The only surviving daguerrotypes of the 1854 total solar eclipse, the first visible in North America since the invention of photography. William and Frederick Langenheim/Metropolitan Museum of Art

Total solar eclipses have long held additional significance for many Indigenous communities. Cody Cly, a doctoral student from the University of Texas at San Antonio, tells me that the Navajo or Diné people viewed eclipses as a time of renewal. For generations, the Diné have studied the sky and passed down tribal stories. “All we could do back in the day was observe,” Cly says. They say Jóhonaa’éí, or the Sun, is a male being and the Tł‘éhonaa’éí, or the Moon, is a female being. “They're very sacred celestial objects in our sky,” Cly adds. 

Traditionally, the Diné do not look at eclipses. “At that moment, when the Sun and the Moon are doing their little dance—or just eclipsing—we take that time to plan ahead for the future, spend time with family, and pray,” Cly says.

Before the 19th century, eclipse observations were largely descriptive and relied on artists to record the eerie sight. With the advent of photography, scientists were able to document the full visual and atmospheric aspects of that fleeting phenomenon. With improved prediction, scientists were able to begin chasing the daytime shadow of the Moon. 

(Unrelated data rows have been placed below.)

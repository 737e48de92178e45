//! Distribution adapters over the raw sequence.
//!
//! Each adapter validates its arguments, advances the sequencer exactly once
//! and rescales the `(value, max_value)` pairs:
//!
//! - uniform reals on per-coordinate intervals
//! - integers on per-coordinate ranges, exact for ranges below
//!   [`EXACT_INTEGER_RANGE`]
//! - Gaussian vectors via Box–Muller, optionally scaled by a diagonal or
//!   correlated through a covariance square root
//!
//! All outputs have the caller's dimensionality; the padding coordinate of an
//! odd-dimensional sequencer is dropped.

use std::f64::consts::PI;

use nalgebra::{DMatrix, DVector};

use crate::error::{Result, SequencerError};
use crate::sequencer::QRandSequencer;

/// Integer ranges below this width are mapped with exact integer arithmetic.
///
/// Wider ranges go through `f64`. The threshold is a heuristic carried over
/// for compatibility; either branch lands within one unit of the other.
pub const EXACT_INTEGER_RANGE: u64 = u64::MAX / 20_000;

impl QRandSequencer {
    fn check_len(&self, what: &str, len: usize) -> Result<()> {
        if len != self.dimensionality() {
            return Err(SequencerError::size_mismatch(
                what,
                self.dimensionality(),
                len,
            ));
        }
        Ok(())
    }

    /// Uniform point with every coordinate in `[min, max]`.
    ///
    /// Coordinates are `min + (max - min) * u` with `u` in `[0, 1)`. The upper
    /// bound is excluded for `[0, 1)`, but rounding can land exactly on `max`
    /// for other intervals, most visibly narrow ones far from zero.
    ///
    /// # Errors
    ///
    /// [`SequencerError::InvalidRange`] unless `min < max`.
    ///
    /// # Examples
    ///
    /// ```rust
    /// use qrand_core::rng::ScrambleRng;
    /// use qrand_core::QRandSequencer;
    ///
    /// let mut seq = QRandSequencer::new(3, &mut ScrambleRng::from_seed(1)).unwrap();
    /// let point = seq.uniform_vector(-1.0, 1.0).unwrap();
    /// assert_eq!(point.len(), 3);
    /// assert!(point.iter().all(|&x| (-1.0..=1.0).contains(&x)));
    /// ```
    pub fn uniform_vector(&mut self, min: f64, max: f64) -> Result<Vec<f64>> {
        if !(min < max) {
            return Err(SequencerError::invalid_range(format!(
                "min {} must be less than max {}",
                min, max
            )));
        }
        let dim = self.dimensionality();
        self.uniform_vector_bounds(&vec![min; dim], &vec![max; dim])
    }

    /// Uniform point with coordinate `i` in `[min[i], max[i]]`.
    ///
    /// As with [`uniform_vector`](Self::uniform_vector), `max[i]` is only
    /// reachable through rounding.
    ///
    /// # Errors
    ///
    /// [`SequencerError::InvalidRange`] if a bound vector does not have the
    /// sequencer dimensionality or `min[i] >= max[i]` for some `i`.
    pub fn uniform_vector_bounds(&mut self, min: &[f64], max: &[f64]) -> Result<Vec<f64>> {
        self.ensure_initialised()?;
        self.check_len("min", min.len())?;
        self.check_len("max", max.len())?;
        for (i, (lo, hi)) in min.iter().zip(max).enumerate() {
            if !(lo < hi) {
                return Err(SequencerError::invalid_range(format!(
                    "coordinate {}: min {} must be less than max {}",
                    i, lo, hi
                )));
            }
        }

        let point = self.advance();
        Ok(min
            .iter()
            .zip(max)
            .enumerate()
            .map(|(i, (&lo, &hi))| lo + (hi - lo) * point.unit(i))
            .collect())
    }

    /// Integer point with every coordinate in `[min, max)`.
    ///
    /// # Errors
    ///
    /// [`SequencerError::InvalidRange`] unless `min < max`.
    pub fn integer_vector(&mut self, min: i64, max: i64) -> Result<Vec<i64>> {
        if min >= max {
            return Err(SequencerError::invalid_range(format!(
                "min {} must be less than max {}",
                min, max
            )));
        }
        let dim = self.dimensionality();
        self.integer_vector_bounds(&vec![min; dim], &vec![max; dim])
    }

    /// Integer point with coordinate `i` in `[min[i], max[i])`.
    ///
    /// Ranges narrower than [`EXACT_INTEGER_RANGE`] use
    /// `min + value * range / max_value` in exact integer arithmetic; wider
    /// ranges use `min + floor(value / max_value * range)` in `f64`.
    ///
    /// # Errors
    ///
    /// [`SequencerError::InvalidRange`] if a bound vector does not have the
    /// sequencer dimensionality or `min[i] >= max[i]` for some `i`.
    pub fn integer_vector_bounds(&mut self, min: &[i64], max: &[i64]) -> Result<Vec<i64>> {
        self.ensure_initialised()?;
        self.check_len("min", min.len())?;
        self.check_len("max", max.len())?;
        for (i, (lo, hi)) in min.iter().zip(max).enumerate() {
            if lo >= hi {
                return Err(SequencerError::invalid_range(format!(
                    "coordinate {}: min {} must be less than max {}",
                    i, lo, hi
                )));
            }
        }

        let point = self.advance();
        Ok(min
            .iter()
            .zip(max)
            .enumerate()
            .map(|(i, (&lo, &hi))| {
                let range = (i128::from(hi) - i128::from(lo)) as u64;
                let offset = scale_to_range(point.values[i], point.max_values[i], range);
                (i128::from(lo) + i128::from(offset)) as i64
            })
            .collect())
    }

    /// Standard normal vector `N(0, I)` of the sequencer dimensionality.
    ///
    /// Consumes one point and applies Box–Muller to each pair of padded
    /// coordinates: `r = sqrt(-2 ln(1 - x1))`, `phi = 2 pi x2`, giving
    /// `r cos(phi)` and `r sin(phi)`.
    ///
    /// # Errors
    ///
    /// [`SequencerError::NotInitialised`] before any reset or load.
    pub fn gaussian_standard(&mut self) -> Result<DVector<f64>> {
        self.ensure_initialised()?;
        let point = self.advance();
        debug_assert!(point.len() % 2 == 0, "padded dimensionality must be even");

        let mut out = Vec::with_capacity(point.len());
        for pair in 0..point.len() / 2 {
            let x1 = point.unit(2 * pair);
            let x2 = point.unit(2 * pair + 1);
            let r = (-2.0 * (1.0 - x1).ln()).sqrt();
            let phi = 2.0 * PI * x2;
            out.push(r * phi.cos());
            out.push(r * phi.sin());
        }
        out.truncate(self.dimensionality());
        Ok(DVector::from_vec(out))
    }

    /// Gaussian vector `N(center, diag(std_dev^2))`.
    ///
    /// # Errors
    ///
    /// [`SequencerError::InvalidRange`] if `center` or `std_dev` does not have
    /// the sequencer dimensionality.
    pub fn gaussian_diagonal(&mut self, center: &[f64], std_dev: &[f64]) -> Result<DVector<f64>> {
        self.ensure_initialised()?;
        self.check_len("center", center.len())?;
        self.check_len("std_dev", std_dev.len())?;

        let z = self.gaussian_standard()?;
        let scaled = z.component_mul(&DVector::from_column_slice(std_dev));
        Ok(scaled + DVector::from_column_slice(center))
    }

    /// Gaussian vector `center + S z` with covariance `S Sᵀ`.
    ///
    /// `sqrt_covariance` is typically obtained from
    /// [`sqrt_covariance`](crate::covariance::sqrt_covariance).
    ///
    /// # Errors
    ///
    /// [`SequencerError::InvalidRange`] if `center` does not have the
    /// sequencer dimensionality or the matrix is not square of that size.
    ///
    /// # Examples
    ///
    /// ```rust
    /// use nalgebra::DMatrix;
    /// use qrand_core::covariance::sqrt_covariance;
    /// use qrand_core::rng::ScrambleRng;
    /// use qrand_core::QRandSequencer;
    ///
    /// let covariance = DMatrix::from_row_slice(2, 2, &[4.0, 1.0, 1.0, 2.0]);
    /// let root = sqrt_covariance(&covariance).unwrap();
    ///
    /// let mut seq = QRandSequencer::new(2, &mut ScrambleRng::from_seed(5)).unwrap();
    /// let sample = seq.gaussian_correlated(&[10.0, -3.0], &root).unwrap();
    /// assert_eq!(sample.len(), 2);
    /// ```
    pub fn gaussian_correlated(
        &mut self,
        center: &[f64],
        sqrt_covariance: &DMatrix<f64>,
    ) -> Result<DVector<f64>> {
        self.ensure_initialised()?;
        self.check_len("center", center.len())?;
        let dim = self.dimensionality();
        if sqrt_covariance.nrows() != dim || sqrt_covariance.ncols() != dim {
            return Err(SequencerError::invalid_range(format!(
                "covariance root is {}x{}, expected {}x{}",
                sqrt_covariance.nrows(),
                sqrt_covariance.ncols(),
                dim,
                dim
            )));
        }

        let z = self.gaussian_standard()?;
        Ok(DVector::from_column_slice(center) + sqrt_covariance * z)
    }
}

/// Maps `value / max_value` onto `[0, range)`.
fn scale_to_range(value: u64, max_value: u64, range: u64) -> u64 {
    if range < EXACT_INTEGER_RANGE {
        scale_exact(value, max_value, range)
    } else {
        scale_float(value, max_value, range)
    }
}

/// `value * range / max_value`, widened so the product cannot overflow.
fn scale_exact(value: u64, max_value: u64, range: u64) -> u64 {
    (u128::from(value) * u128::from(range) / u128::from(max_value)) as u64
}

/// `floor(value / max_value * range)`, kept below `range` against round-up.
fn scale_float(value: u64, max_value: u64, range: u64) -> u64 {
    let offset = (value as f64 / max_value as f64 * range as f64).floor() as u64;
    offset.min(range - 1)
}
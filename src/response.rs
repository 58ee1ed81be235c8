//! Reply Parsing
//!
//! Splits a model reply into prose and an optional chart on the literal
//! [`CHART_SENTINEL`] marker. Everything before the first sentinel is the
//! answer text; everything after it is expected to be one JSON chart spec,
//! possibly wrapped in a markdown code fence.
//!
//! The sentinel is a plain-text convention, not a structured protocol: a
//! model that rephrases it, lowercases it, or splits it across lines will
//! not be detected, and its whole reply passes through as prose. That is
//! the intended failure mode. Parsing never errors; a malformed spec is
//! logged and the entire raw reply is returned as text so nothing the
//! model said is lost.

use analyst_types::{Answer, ChartPayload};
use tracing::warn;

/// Literal marker separating prose from the chart spec in model replies.
/// Case-sensitive by design; the prompt instructs the model to emit it
/// exactly.
pub const CHART_SENTINEL: &str = "CHART_SPEC:";

/// Parse one model reply into an [`Answer`].
pub fn parse_reply(raw: &str) -> Answer {
    let Some((text, spec)) = raw.split_once(CHART_SENTINEL) else {
        return Answer::text_only(raw.trim());
    };

    match parse_chart_spec(spec) {
        Some(chart) => Answer::with_chart(text.trim(), chart),
        None => {
            warn!("malformed chart spec, returning whole reply as plain text");
            Answer::text_only(raw)
        }
    }
}

/// Extract and parse the JSON object after the sentinel.
///
/// Strips code-fence markers, then brackets the payload between the first
/// `{` and the last `}` so trailing prose or punctuation does not break
/// the parse. Unknown chart types and structurally invalid JSON both
/// yield `None`.
fn parse_chart_spec(spec: &str) -> Option<ChartPayload> {
    let cleaned = spec.trim().replace("```json", "").replace("```", "");
    let cleaned = cleaned.trim();

    let start = cleaned.find('{')?;
    let end = cleaned.rfind('}')?;
    if end < start {
        return None;
    }

    match serde_json::from_str(&cleaned[start..=end]) {
        Ok(chart) => Some(chart),
        Err(error) => {
            warn!(%error, "chart spec is not valid chart JSON");
            None
        }
    }
}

In 1878, Thomas Edison supposedly traveled to Wyoming, along the thin path of totality, to test out a new heat-sensitive invention that studies the Sun’s corona—the wispy plasma that surrounds all stars, but could not be observed directly except during an eclipse. He set up his device in a chicken coop on a hotel property, the perfect place for it: cool, dark, and quiet. Alas, he did not consider the chickens’ instinctual reaction to the darkness—they rushed back into the coop and upset his experiments, or so the story goes.

Eddington's photo of the 1919 eclipse.

Over years of experiments conducted in the rare moments when our Moon blankets the Sun, we’ve gained a treasure trove of scientific insights about the wider universe. In 1919, English astronomer Arthur Stanley Eddington put Einstein’s then-four-year-old Theory of General Relativity to its first major test. Eddington led an expedition to the island of Príncipe off the west coast of Africa to photograph the total solar eclipse, which showed conclusively that the Sun’s gravity bent starlight around it. “That eclipse changed the world,” says Dr. Ed Krupp, director of the Griffith Observatory in Los Angeles.

Today, the orbital mechanics that result in eclipses are clear and unmysterious. Still, Krupp says it’s easy to get bit by the eclipse-chasing bug. “Most people who haven't seen a total solar eclipse before will experience an insatiable desire to go to the next one,” says Krupp, who has seen over a dozen solar eclipses and is gearing up to see April’s from Mazatlán, Mexico. “They're probably one of the most engaging and mesmerizing experiences that anyone can have with the sky. It is intense. It is short. It has drama. As soon as they've seen one, they're converted.”

Chasing eclipses is not limited to scientists; these events are also massive tourism draws. According to estimates from The Great American Eclipse, millions will be traveling to catch a glimpse of this one. Texas, one of the states smack dab in the eclipse’s path, is preparing for an onslaught of up to 1.08 million tourists

“I’m glad we have [eclipses] because it reminds us of that sudden chill,” Ann Druyan, award-winning writer and widow of America’s foremost ambassador to space, Carl Sagan, said in a Time Magazine interview. “The motion of the birds, the way that the rest of life reacts to the blocking out of the Sun. It has that kind of mythic, biblical power to it. And it should.”

The alignment of celestial bodies during April’s solar eclipse will serve as another reminder of the clockwork of the universe. Humans across the millennia have gazed at the same awesome sight—the same Sun, the same Moon. It can be humbling: we can in no way affect or stop it. But because we can predict it, you may want to make plans to catch April’s eclipse. If you don’t, the next total solar eclipse visible from any point in the contiguous United States will occur in 2044.